Si certains chefs se caractérisaient en répétition par leur relatif mutisme (on pense par exemple à Abbado ou à Giulini), tel n’est pas le cas de Kleiber: tant s’en faut! Car, bien au contraire, il ne cesse de parler, interrompant la moindre phrase des musiciens pour revenir à la charge en demandant davantage de nuances, une attaque plus franche, un ralenti moins exagéré, une note plus longue... Mais surtout, et c’est en grande partie tout ce qui fait le sel de ces films, il ne cesse d’utiliser des images toutes plus étranges les unes que les autres. Si, dans le Freischütz, la clarinette peut comprendre qu’elle doive être «désespérée» (à 8’56), on sent les pupitres de cordes plus dubitatifs, voire goguenards, lorsque Kleiber leur demande d’être «sombres-légers», leur demande s’ils croient aux fantômes, leur recommande «Oubliez le monde! Le monde ne vaut rien» (à 38’51) ou leur lance «Pourriez-vous être un peu plus sorciers?» (à 44’38)... Idem dans La Chauve-Souris, où il demande aux trombones d’instaurer un climat «virginal», à l’orchestre d’être «un peu plus malhonnête», requiert des violons qu’ils jouent de telle manière «que ce soit très parfumé», estimant que «les croches n’ont pas assez de nicotine», et concluant la répétition en lançant à l’orchestre médusé: «Je ne suis pas très clair n’est-ce pas?... C’est bien mon intention...» (à 80’45)!


Or, et c’est ce qui est également fantastique, le pire pourrait-on dire, c’est que ça marche!

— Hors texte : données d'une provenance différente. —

//! Bind Groups
//!
//! A [`BindGroup`] is a [`BindGroupFormat`] filled with concrete resources.
//! [`BindGroup::update`] always rebuilds the whole binding set from the
//! format's ordered slot list; there is no partial patching. Every rebuild
//! issues a new id so tracked passes re-bind it.
//!
//! The resource lists mirror the format's inputs: one entry per uniform
//! buffer, one per texture (its paired sampler comes from the texture's
//! sampler cache) and one per storage resource. A missing resource for a
//! slot is an invariant violation and panics.

use std::sync::Arc;

use smallvec::SmallVec;

use super::format::{BindGroupFormat, BindingKind};
use super::layout_cache::LayoutCache;
use super::resources::{GpuBuffer, GpuTexture, TextureViewKey, next_resource_id};
use crate::device::backend::{BindGroupEntry, BindingResource, GpuBackend};

/// A texture argument: the texture's default view or a cached sub-range view.
pub enum BindTexture<'a, B: GpuBackend> {
    Texture(&'a GpuTexture<B>),
    View(&'a GpuTexture<B>, TextureViewKey),
}

impl<'a, B: GpuBackend> BindTexture<'a, B> {
    #[inline]
    #[must_use]
    pub fn texture(&self) -> &'a GpuTexture<B> {
        match self {
            Self::Texture(texture) | Self::View(texture, _) => texture,
        }
    }

    fn fingerprint(&self, out: &mut Fingerprint) {
        match self {
            Self::Texture(texture) => out.extend([texture.id(), u64::MAX]),
            Self::View(texture, key) => out.extend([
                texture.id(),
                u64::from(key.base_mip)
                    | u64::from(key.mip_count) << 16
                    | u64::from(key.base_layer) << 32
                    | u64::from(key.layer_count) << 48,
            ]),
        }
    }

    fn resolve(&self, backend: &B, storage: bool) -> B::TextureView {
        match self {
            Self::View(texture, key) => texture.view(backend, *key),
            // Storage bindings need a single mip level.
            Self::Texture(texture) if storage && texture.mip_level_count() > 1 => {
                let desc = texture.desc();
                let layers = if desc.dimension == super::format::ViewDimension::D3 {
                    1
                } else {
                    desc.depth_or_layers.max(1)
                };
                texture.view(backend, TextureViewKey::new(0, 1, 0, layers))
            }
            Self::Texture(texture) => texture.default_view().clone(),
        }
    }
}

/// A uniform buffer argument. `size` limits the bound window, which is
/// required when the slot uses dynamic offsets into a larger buffer.
pub struct BindBuffer<'a, B: GpuBackend> {
    pub buffer: &'a GpuBuffer<B>,
    pub size: Option<u64>,
}

impl<'a, B: GpuBackend> BindBuffer<'a, B> {
    #[must_use]
    pub fn whole(buffer: &'a GpuBuffer<B>) -> Self {
        Self { buffer, size: None }
    }

    #[must_use]
    pub fn window(buffer: &'a GpuBuffer<B>, size: u64) -> Self {
        Self {
            buffer,
            size: Some(size),
        }
    }
}

/// A storage argument.
pub enum BindStorage<'a, B: GpuBackend> {
    Buffer(&'a GpuBuffer<B>),
    Texture(BindTexture<'a, B>),
}

type Fingerprint = SmallVec<[u64; 12]>;

/// A realized binding set.
pub struct BindGroup<B: GpuBackend> {
    id: u64,
    format: Arc<BindGroupFormat>,
    raw: Option<B::BindGroup>,
    fingerprint: Fingerprint,
    /// Ids of the buffers and textures bound by the last update.
    referenced: SmallVec<[u64; 8]>,
}

impl<B: GpuBackend> BindGroup<B> {
    /// An unrealized bind group; call [`update`](Self::update) before use.
    #[must_use]
    pub fn new(format: Arc<BindGroupFormat>) -> Self {
        Self {
            id: next_resource_id(),
            format,
            raw: None,
            fingerprint: Fingerprint::new(),
            referenced: SmallVec::new(),
        }
    }

    /// Rebuilds the binding set from scratch.
    ///
    /// # Panics
    ///
    /// Panics if a slot of the format has no resource.
    pub fn update(
        &mut self,
        backend: &B,
        layouts: &mut LayoutCache<B>,
        buffers: &[Option<BindBuffer<'_, B>>],
        textures: &[Option<BindTexture<'_, B>>],
        storage: &[Option<BindStorage<'_, B>>],
    ) {
        let format = Arc::clone(&self.format);
        let layout = layouts.bind_group_layout(backend, &format);

        // Resolved views and samplers must outlive the entry list.
        let mut views: Vec<B::TextureView> = Vec::with_capacity(textures.len() + storage.len());
        let mut samplers: Vec<B::Sampler> = Vec::with_capacity(textures.len());
        let mut plan: Vec<(u32, Planned<'_, B>)> = Vec::with_capacity(format.entries().len());
        let mut referenced: SmallVec<[u64; 8]> = SmallVec::new();

        let (mut buffer_index, mut texture_index, mut storage_index) = (0usize, 0usize, 0usize);
        let mut last_texture: Option<&BindTexture<'_, B>> = None;

        for entry in format.entries() {
            let planned = match &entry.kind {
                BindingKind::UniformBuffer { .. } => {
                    let Some(Some(binding)) = buffers.get(buffer_index) else {
                        missing_resource(&format, &entry.name, entry.slot)
                    };
                    buffer_index += 1;
                    referenced.push(binding.buffer.id());
                    Planned::Buffer(binding.buffer, binding.size)
                }
                BindingKind::Texture { .. } => {
                    let Some(Some(texture)) = textures.get(texture_index) else {
                        missing_resource(&format, &entry.name, entry.slot)
                    };
                    texture_index += 1;
                    last_texture = Some(texture);
                    referenced.push(texture.texture().id());
                    views.push(texture.resolve(backend, false));
                    Planned::View(views.len() - 1)
                }
                BindingKind::Sampler(binding) => {
                    let Some(texture) = last_texture else {
                        missing_resource(&format, &entry.name, entry.slot)
                    };
                    samplers.push(texture.texture().sampler(backend, *binding));
                    Planned::Sampler(samplers.len() - 1)
                }
                BindingKind::StorageBuffer { .. } => {
                    let Some(Some(BindStorage::Buffer(buffer))) = storage.get(storage_index) else {
                        missing_resource(&format, &entry.name, entry.slot)
                    };
                    storage_index += 1;
                    referenced.push(buffer.id());
                    Planned::Buffer(buffer, None)
                }
                BindingKind::StorageTexture { .. } => {
                    let Some(Some(BindStorage::Texture(texture))) = storage.get(storage_index) else {
                        missing_resource(&format, &entry.name, entry.slot)
                    };
                    storage_index += 1;
                    referenced.push(texture.texture().id());
                    views.push(texture.resolve(backend, true));
                    Planned::View(views.len() - 1)
                }
            };
            plan.push((entry.slot, planned));
        }

        let entries: Vec<BindGroupEntry<'_, B>> = plan
            .iter()
            .map(|(slot, planned)| BindGroupEntry {
                binding: *slot,
                resource: match planned {
                    Planned::Buffer(buffer, size) => BindingResource::Buffer {
                        buffer: buffer.raw(),
                        offset: 0,
                        size: *size,
                    },
                    Planned::View(index) => BindingResource::TextureView(&views[*index]),
                    Planned::Sampler(index) => BindingResource::Sampler(&samplers[*index]),
                },
            })
            .collect();

        self.raw = Some(backend.create_bind_group(
            &format!("BindGroup {}", format.id()),
            &layout,
            &entries,
        ));
        self.id = next_resource_id();
        self.fingerprint = fingerprint(buffers, textures, storage);
        self.referenced = referenced;
    }

    /// Rebuilds only if any argument differs from the last update. Returns
    /// whether a rebuild happened.
    pub fn update_if_changed(
        &mut self,
        backend: &B,
        layouts: &mut LayoutCache<B>,
        buffers: &[Option<BindBuffer<'_, B>>],
        textures: &[Option<BindTexture<'_, B>>],
        storage: &[Option<BindStorage<'_, B>>],
    ) -> bool {
        if self.raw.is_some() && self.fingerprint == fingerprint(buffers, textures, storage) {
            return false;
        }
        self.update(backend, layouts, buffers, textures, storage);
        true
    }

    /// Whether the last update bound the resource with this id.
    #[must_use]
    pub fn references(&self, resource_id: u64) -> bool {
        self.raw.is_some() && self.referenced.contains(&resource_id)
    }

    #[inline]
    #[must_use]
    pub fn id(&self) -> u64 {
        self.id
    }

    #[inline]
    #[must_use]
    pub fn format(&self) -> &Arc<BindGroupFormat> {
        &self.format
    }

    /// The backend bind group, if [`update`](Self::update) has run.
    #[inline]
    #[must_use]
    pub fn raw(&self) -> Option<&B::BindGroup> {
        self.raw.as_ref()
    }

    /// Drops the backend object. Used after device loss.
    pub fn invalidate(&mut self) {
        self.raw = None;
        self.fingerprint.clear();
        self.referenced.clear();
    }
}

#[cold]
fn missing_resource(format: &BindGroupFormat, name: &str, slot: u32) -> ! {
    panic!(
        "missing resource for binding '{name}' (slot {slot}) of bind group format {}",
        format.key()
    )
}

enum Planned<'a, B: GpuBackend> {
    Buffer(&'a GpuBuffer<B>, Option<u64>),
    View(usize),
    Sampler(usize),
}

fn fingerprint<B: GpuBackend>(
    buffers: &[Option<BindBuffer<'_, B>>],
    textures: &[Option<BindTexture<'_, B>>],
    storage: &[Option<BindStorage<'_, B>>],
) -> Fingerprint {
    let mut out = Fingerprint::new();
    for buffer in buffers {
        match buffer {
            Some(binding) => out.extend([binding.buffer.id(), binding.size.unwrap_or(u64::MAX)]),
            None => out.extend([0, 0]),
        }
    }
    for texture in textures {
        match texture {
            Some(texture) => texture.fingerprint(&mut out),
            None => out.extend([0, 0]),
        }
    }
    for resource in storage {
        match resource {
            Some(BindStorage::Buffer(buffer)) => out.extend([buffer.id(), u64::MAX]),
            Some(BindStorage::Texture(texture)) => texture.fingerprint(&mut out),
            None => out.extend([0, 0]),
        }
    }
    out
}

Les musiciens sourient entre eux, se moquant peut-être légèrement d’un chef aussi fantasque mais répondent et traduisent musicalement ses conseils et ses désirs dans la minute qui suit, magnétisés par ce chef à la gestique par ailleurs si souple et si élégante. A ce titre, l’engagement tant instrumental que visuel du chef d’attaque des contrebasses est formidable à 42’45, après que Kleiber leur a demandé «de la viande». Face à un orchestre quasi-exclusivement masculin (même s’il leur donne du «messieurs», on compte deux femmes parmi les violons), il force non seulement l’admiration mais aussi la sympathie de tous (musiciens et spectateur) tant on sent que, parfois, il souffre de faire ainsi de la musique. Ses suppliques à l’égard de l’orchestre («Messieurs, ayez de la patience avec moi» leur dit-il par exemple à 22’41, leur avouant plus tard dans La Chauve-Souris, «Je suis épuisant», à 69’36) ne sont pas feintes et l’on retrouve ici la fragilité du personnage que l’on avait déjà pu entrevoir dans le documentaire I am lost to the world.


Ce DVD, divisé en fait en quatre sous-parties (une consacrée à Weber, l’autre à Strauss, chaque partie comportant des extraits de répétitions puis l’ouverture donnée en concert), bénéficie d’une bonne qualité d’image en noir et blanc et, même si quelques sous-titres ne sont pas bien orthographiés, on se précipite sur ce film qui, encore une fois, appartient à l’histoire de la direction d’orchestre et livre un témoignage de premier ordre sur l’un de ses plus fabuleux représentants.